Moggies, then and now
I’ve spent the last six and a half months taking the same drive to work almost every day. It’s picturesque – a winding back road, past creeks, over rivers, and through landscape that ranges from stark cedars on bare rock to lush pastures with contentedly grazing cows. Every day, I’ve passed the same red brick cottage, and every day, I’ve smiled at the sign they have on their side lawn.
“Moggie”, it says – white letters on a green background. In the spring, they have flowers attached to the base of the sign. I’ve been touched to picture the type of cat loving ex pats who’d have to gone to such lengths to display their devotion to their pets. ‘Moggie’, for anyone in Great Britain, is affectionate slang for ‘cat’ – non pedigreed cats, in particular.
From About.Com –
Moggie
Definition: Noun.Term used in Great Britain to describe a domestic non-pedigreed cat.
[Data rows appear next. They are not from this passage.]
//! Remote Data Gateway
//!
//! - transport.rs: request/response types and the `Transport` seam
//! - browser.rs: `gloo-net` implementation with a request timeout
//! - client.rs: `Gateway`: status mapping, envelopes and logging
//! - error.rs: error kinds and the texts shown to the user

mod browser;
mod client;
mod error;
mod transport;

pub use browser::BrowserTransport;
pub use client::Gateway;
pub use error::{GatewayError, Operation};
pub use transport::{HttpRequest, HttpResponse, Method, Transport};

use leptos::prelude::*;

/// Gateway wired to the browser
pub type AppGateway = Gateway<BrowserTransport>;

/// Get the gateway provided by `App`
pub fn use_gateway() -> AppGateway {
    use_context::<AppGateway>().expect("AppGateway not provided in context")
}

#[cfg(test)]
pub mod testing {
    //! In-memory transport for host tests

    use super::{GatewayError, HttpRequest, HttpResponse, Method, Transport};
    use async_trait::async_trait;
    use std::cell::RefCell;
    use std::collections::VecDeque;

    /// Replays queued answers in order and records every request
    #[derive(Debug, Default)]
    pub struct RecordingTransport {
        replies: RefCell<VecDeque<Result<HttpResponse, GatewayError>>>,
        pub requests: RefCell<Vec<HttpRequest>>,
    }

    impl RecordingTransport {
        pub fn new() -> Self {
            Self::default()
        }

        pub fn replying(status: u16, body: &str) -> Self {
            let transport = Self::new();
            transport.push(status, body);
            transport
        }

        pub fn failing(message: &str) -> Self {
            let transport = Self::new();
            transport
                .replies
                .borrow_mut()
                .push_back(Err(GatewayError::Transport(message.to_string())));
            transport
        }

        pub fn push(&self, status: u16, body: &str) {
            self.replies
                .borrow_mut()
                .push_back(Ok(HttpResponse::new(status, body)));
        }

        pub fn calls(&self) -> Vec<(Method, String)> {
            self.requests
                .borrow()
                .iter()
                .map(|r| (r.method, r.path.clone()))
                .collect()
        }

        pub fn last_body(&self) -> Option<serde_json::Value> {
            self.requests.borrow().last().and_then(|r| r.body.clone())
        }
    }

    #[async_trait(?Send)]
    impl Transport for RecordingTransport {
        async fn send(&self, request: &HttpRequest) -> Result<HttpResponse, GatewayError> {
            self.requests.borrow_mut().push(request.clone());
            self.replies
                .borrow_mut()
                .pop_front()
                .unwrap_or_else(|| Err(GatewayError::Transport("no reply queued".to_string())))
        }
    }
}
Also used as an affectionate term for “stray” cats.
Pronunciation: moh-gee
Also Known As: stray, alley catExamples:
My favorite “breed” of cats is the Moggie.
It took me until last week before I realized that their sign had absolutely nothing to do with cats – a fact I realized only when I finally noticed this tiny cemetary, tucked away at the side of the road a few hundred yards from the Moggie sign I’d been admiring.
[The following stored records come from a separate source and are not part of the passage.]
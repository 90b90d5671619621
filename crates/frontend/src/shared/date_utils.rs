/// Utilities for date formatting
///
/// The backend sends start dates as ISO strings, with or without a time part.
use chrono::{DateTime, NaiveDate, NaiveDateTime};

/// Shown when a record has no usable date
pub const NO_DATE: &str = "N/A";

/// Format an ISO date/datetime as `YYYY-MM-DD`
/// Example: "2024-03-15T14:02:26.123Z" -> "2024-03-15"
pub fn format_start_date(value: Option<&str>) -> String {
    value
        .and_then(parse_date)
        .map(|date| date.format("%Y-%m-%d").to_string())
        .unwrap_or_else(|| NO_DATE.to_string())
}

fn parse_date(value: &str) -> Option<NaiveDate> {
    let value = value.trim();
    if value.is_empty() {
        return None;
    }
    if let Ok(dt) = DateTime::parse_from_rfc3339(value) {
        return Some(dt.date_naive());
    }
    if let Ok(dt) = NaiveDateTime::parse_from_str(value, "%Y-%m-%dT%H:%M:%S%.f") {
        return Some(dt.date());
    }
    NaiveDate::parse_from_str(value, "%Y-%m-%d").ok()
}

#[cfg(test)]
mod tests {
    use super::*;

    #[test]
    fn test_format_start_date() {
        assert_eq!(format_start_date(Some("2024-03-15")), "2024-03-15");
        assert_eq!(format_start_date(Some("2024-03-15T00:00:00")), "2024-03-15");
        assert_eq!(
            format_start_date(Some("2024-03-15T14:02:26.123Z")),
            "2024-03-15"
        );
        assert_eq!(
            format_start_date(Some("2024-03-15T23:30:00+02:00")),
            "2024-03-15"
        );
    }

    #[test]
    fn test_missing_or_invalid() {
        assert_eq!(format_start_date(None), "N/A");
        assert_eq!(format_start_date(Some("")), "N/A");
        assert_eq!(format_start_date(Some("invalid")), "N/A");
    }
}
//! Café Details UI Module
//!
//! MVVM split:
//! - view_model.rs: ViewModel with load/save/cancel commands
//! - view.rs: Leptos component (pure UI)
//! - logo.rs: logo file picker and its size rule

mod logo;
mod view;
mod view_model;

pub use view::CafeDetails;
pub use view_model::CafeDetailsViewModel;
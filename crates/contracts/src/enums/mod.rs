pub mod gender;

pub use gender::{Gender, UnknownGender};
Turns out Moggie was another one of Ontario’s lost villages – early settlements that had just slowly vanished, absorbed into larger towns, or simply disappearing when the small schools and churches had ceased to exist. Moggie is marked now by three things only – a small cemetery, home to three gravestones, each dating from the mid 1850’s, a green road sign, and this small commemorative sign, almost buried in the brush near the roadside entrance to the cemetery.
I’ve since learned that the village of Moggie has a very interesting story behind it, but I’ll leave that for another blog I’m currently working on. Suffice to say, it has nothing to do with house cats.